Stayin' Alive
Of course now that you’ve seen my post title, you’re going to have the Bee Gees stuck in your head for the foreseeable future. Sorry about that. I’m actually not talking about the song at all, but rather about getting your Windows 8 app to tell the system that something happening and it should not go to sleep.
You have to use good judgment here for obvious reasons. Keeping your users system alive is obviously going to peg their battery and may disappoint. Often times, however, it’s exactly the functionality the user wants. Who wants to start a video and then have the system lock 5 minutes in?
The app I’m working on that this applies to is called CamView (http://aka.ms/camviewapp). It shows a web cam, and my wife and I use it to keep an eye on our 10 months old son as he sleeps. When we bring him up on the big screen TV, we don’t want the system to lock. We want it to stay alive. So there’s our use case and the solution is simple. I’ll show the implementation in JavaScript of course, but the C# is practically identical.
First of all, I add this in my default.js page outside of the immediate function so it’s available to my entire app.
var app = WinJS.Application; |
Then on the page that shows the webcam image I do this…

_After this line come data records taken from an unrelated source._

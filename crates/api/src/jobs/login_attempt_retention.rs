//! Login ledger retention background job.

use std::sync::Arc;
use tracing::info;

use domain::services::LoginSecurityService;

use super::scheduler::{Job, JobFrequency};

/// Deletes ledger entries past their `expires_at`.
pub struct LoginAttemptRetentionJob {
    service: Arc<LoginSecurityService>,
    batch_size: i64,
}

impl LoginAttemptRetentionJob {
    pub fn new(service: Arc<LoginSecurityService>, batch_size: i64) -> Self {
        Self {
            service,
            batch_size: batch_size.max(1),
        }
    }
}

#[async_trait::async_trait]
impl Job for LoginAttemptRetentionJob {
    fn name(&self) -> &'static str {
        "login_attempt_retention"
    }

    fn frequency(&self) -> JobFrequency {
        JobFrequency::Hourly
    }

    async fn execute(&self) -> Result<(), String> {
        let deleted = self
            .service
            .purge_expired(self.batch_size)
            .await
            .map_err(|e| format!("Failed to purge login attempts: {}", e))?;

        info!(
            deleted,
            retention_days = self.service.settings().retention_days,
            "Login attempt retention pass finished"
        );
        Ok(())
    }
}

#[cfg(test)]
mod tests {
    use super::*;
    use chrono::{Duration, Utc};
    use domain::models::login_attempt::{LogLoginAttemptRequest, LoginAttemptFilter};
    use domain::models::LoginStatus;
    use domain::services::memory::{InMemoryLoginAttemptStore, ManualClock};
    use domain::services::LoginSecuritySettings;

    fn service(
        store: Arc<InMemoryLoginAttemptStore>,
        clock: Arc<ManualClock>,
    ) -> Arc<LoginSecurityService> {
        Arc::new(LoginSecurityService::new(
            store,
            clock,
            LoginSecuritySettings {
                max_attempts: 5,
                window_minutes: 15,
                retention_days: 30,
            },
        ))
    }

    #[tokio::test]
    async fn test_purges_expired_entries() {
        let store = Arc::new(InMemoryLoginAttemptStore::new());
        let clock = Arc::new(ManualClock::new(Utc::now()));
        let service = service(store.clone(), clock.clone());

        service
            .log_attempt(LogLoginAttemptRequest {
                identifier: "rider@example.com".into(),
                ip_address: Some("10.0.0.1".into()),
                user_agent: None,
                status: LoginStatus::Success,
                failure_reason: None,
                user_id: None,
            })
            .await
            .unwrap();

        let job = LoginAttemptRetentionJob::new(service.clone(), 100);
        job.execute().await.unwrap();
        assert_eq!(store.len(), 1);

        clock.advance(Duration::days(31));
        job.execute().await.unwrap();
        assert!(store.is_empty());

        let page = service.list(&LoginAttemptFilter::default()).await.unwrap();
        assert!(page.data.is_empty());
    }

    #[tokio::test]
    async fn test_store_failure_fails_the_run() {
        let store = Arc::new(InMemoryLoginAttemptStore::new());
        store.set_failing(true);
        let job = LoginAttemptRetentionJob::new(
            service(store, Arc::new(ManualClock::new(Utc::now()))),
            100,
        );

        assert_eq!(job.frequency(), JobFrequency::Hourly);
        assert!(job.execute().await.is_err());
    }
}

app.dispRequest = new Windows.System.Display.DisplayRequest; |
This line takes advantage of the dynamic nature of JavaScript and adds the dispRequest property to the app object though it didn’t exist before. It then instantiates the dispRequest to a new instance of the DisplayRequest from the Windows namespace.
In the page’s ready method, then, I can call…
app.dispRequest.requestActive(); |
Which will tell Windows that my app is currently doing something that should block the default locking behavior and stay alive.
The “being a good citizen” part starts here. You’ve told Windows when to stay alive, but you also need to tell Windows when you’re done staying alive. You would do this anytime the user leaves the screen with video, anytime the video stops or pauses, or generally anytime you can. My webcam view page doesn’t have any kind of stop or pause, so I’m just disabling the requestActive as soon as the user navigates away from the page. I put that in the unload event for my Page object, and it goes like this…
unload: function() { |
It’s yet another simple task that helps add up to great user experience. It’s a matter of sweating the small stuff and considering every little nuance of your app that might delight the user. Now let’s hope I make my millions off of CamView so I can retire.